TRY IT =>
Say how many lines in the records contain the string "match". Nothing but the number should be given.

DATA IN THIS EXERCISE =>
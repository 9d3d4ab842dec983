//! OCR backend trait and implementations for keyframe text recognition.

use std::process::Stdio;
use std::time::{Duration, Instant};

use async_trait::async_trait;
use serde::{Deserialize, Serialize};
use tokio::io::AsyncWriteExt;
use tracing::{debug, instrument, warn};

use lectern_core::{defaults, Error, Result};

/// Backend for recognizing text in a single image.
#[async_trait]
pub trait OcrBackend: Send + Sync {
    /// Recognize text fragments in an encoded image (JPEG/PNG), in reading order.
    async fn recognize(&self, image_data: &[u8]) -> Result<Vec<String>>;

    /// Check if the OCR engine is available.
    async fn health_check(&self) -> Result<bool>;

    /// Get the engine or model name being used.
    fn model_name(&self) -> &str;
}

/// Split raw recognized text into trimmed, non-empty lines.
pub fn split_fragments(text: &str) -> Vec<String> {
    text.lines()
        .map(str::trim)
        .filter(|l| !l.is_empty())
        .map(str::to_string)
        .collect()
}

// =============================================================================
// TESSERACT
// =============================================================================

/// Local OCR through the `tesseract` command line tool.
///
/// The image is streamed on stdin and text is read from stdout.
pub struct TesseractOcr {
    binary: String,
    language: String,
    timeout_secs: u64,
}

impl TesseractOcr {
    pub fn new(language: impl Into<String>) -> Self {
        Self {
            binary: "tesseract".to_string(),
            language: language.into(),
            timeout_secs: defaults::OCR_TIMEOUT_SECS,
        }
    }

    /// Create from environment variables (`TESSERACT_LANG`, default `eng`).
    pub fn from_env() -> Self {
        let language =
            std::env::var(defaults::ENV_TESSERACT_LANG).unwrap_or_else(|_| "eng".to_string());
        Self::new(language)
    }

    /// Use a different tesseract executable.
    pub fn with_binary(mut self, binary: impl Into<String>) -> Self {
        self.binary = binary.into();
        self
    }
}

#[async_trait]
impl OcrBackend for TesseractOcr {
    #[instrument(skip(self, image_data), fields(subsystem = "inference", component = "tesseract", op = "recognize", bytes = image_data.len()))]
    async fn recognize(&self, image_data: &[u8]) -> Result<Vec<String>> {
        let start = Instant::now();
        let mut child = tokio::process::Command::new(&self.binary)
            .args(["stdin", "stdout", "-l", &self.language])
            .stdin(Stdio::piped())
            .stdout(Stdio::piped())
            .stderr(Stdio::piped())
            .kill_on_drop(true)
            .spawn()
            .map_err(|e| Error::Recognition(format!("Failed to spawn {}: {}", self.binary, e)))?;

        if let Some(mut stdin) = child.stdin.take() {
            stdin
                .write_all(image_data)
                .await
                .map_err(|e| Error::Recognition(format!("Failed to write image: {}", e)))?;
        }

        let output = tokio::time::timeout(
            Duration::from_secs(self.timeout_secs),
            child.wait_with_output(),
        )
        .await
        .map_err(|_| Error::Recognition(format!("tesseract timed out after {}s", self.timeout_secs)))?
        .map_err(|e| Error::Recognition(format!("tesseract failed: {}", e)))?;

        if !output.status.success() {
            let stderr = String::from_utf8_lossy(&output.stderr);
            return Err(Error::Recognition(format!(
                "tesseract exited with {}: {}",
                output.status,
                stderr.trim()
            )));
        }

        let fragments = split_fragments(&String::from_utf8_lossy(&output.stdout));
        debug!(
            result_count = fragments.len(),
            duration_ms = start.elapsed().as_millis() as u64,
            "OCR complete"
        );
        Ok(fragments)
    }

    async fn health_check(&self) -> Result<bool> {
        match tokio::process::Command::new(&self.binary)
            .arg("--version")
            .stdout(Stdio::null())
            .stderr(Stdio::null())
            .status()
            .await
        {
            Ok(status) => Ok(status.success()),
            Err(e) => {
                warn!(error = %e, "tesseract not available");
                Ok(false)
            }
        }
    }

    fn model_name(&self) -> &str {
        "tesseract"
    }
}

// =============================================================================
// OLLAMA VISION
// =============================================================================

const VISION_OCR_PROMPT: &str = "Transcribe every piece of text visible in this lecture slide. \
Output one line of text per visual line, in reading order. Output only the text, \
no commentary. If there is no text, output nothing.";

/// Remote OCR through an Ollama vision model.
pub struct OllamaVisionOcr {
    base_url: String,
    model: String,
    client: reqwest::Client,
    timeout_secs: u64,
}

impl OllamaVisionOcr {
    pub fn new(base_url: String, model: String) -> Self {
        Self {
            base_url,
            model,
            client: reqwest::Client::new(),
            timeout_secs: defaults::OCR_TIMEOUT_SECS,
        }
    }

    /// Create from environment variables.
    /// Returns None if OLLAMA_VISION_MODEL is set to an empty string.
    pub fn from_env() -> Option<Self> {
        let model = std::env::var(defaults::ENV_OLLAMA_VISION_MODEL)
            .unwrap_or_else(|_| defaults::OCR_VISION_MODEL.to_string());
        if model.is_empty() {
            return None;
        }
        let base_url = std::env::var(defaults::ENV_OLLAMA_BASE)
            .unwrap_or_else(|_| defaults::OLLAMA_URL.to_string());
        Some(Self::new(base_url, model))
    }
}

#[derive(Serialize)]
struct OllamaGenerateRequest {
    model: String,
    prompt: String,
    images: Vec<String>, // base64 encoded
    stream: bool,
}

#[derive(Deserialize)]
struct OllamaGenerateResponse {
    response: String,
}

#[async_trait]
impl OcrBackend for OllamaVisionOcr {
    #[instrument(skip(self, image_data), fields(subsystem = "inference", component = "ollama_vision", op = "recognize", model = %self.model))]
    async fn recognize(&self, image_data: &[u8]) -> Result<Vec<String>> {
        use base64::Engine;
        let image_b64 = base64::engine::general_purpose::STANDARD.encode(image_data);

        let request = OllamaGenerateRequest {
            model: self.model.clone(),
            prompt: VISION_OCR_PROMPT.to_string(),
            images: vec![image_b64],
            stream: false,
        };

        let url = format!("{}/api/generate", self.base_url);
        let response = self
            .client
            .post(&url)
            .json(&request)
            .timeout(Duration::from_secs(self.timeout_secs))
            .send()
            .await
            .map_err(|e| Error::Recognition(format!("Vision OCR request failed: {}", e)))?;

        if !response.status().is_success() {
            let status = response.status();
            let body = response.text().await.unwrap_or_default();
            return Err(Error::Recognition(format!(
                "Vision API returned {}: {}",
                status, body
            )));
        }

        let result: OllamaGenerateResponse = response.json().await.map_err(|e| {
            Error::Recognition(format!("Failed to parse vision response: {}", e))
        })?;

        Ok(split_fragments(&crate::json::strip_thinking(&result.response)))
    }

    async fn health_check(&self) -> Result<bool> {
        let url = format!("{}/api/tags", self.base_url);
        match self
            .client
            .get(&url)
            .timeout(Duration::from_secs(5))
            .send()
            .await
        {
            Ok(resp) => Ok(resp.status().is_success()),
            Err(_) => Ok(false),
        }
    }

    fn model_name(&self) -> &str {
        &self.model
    }
}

ANSWER =>
2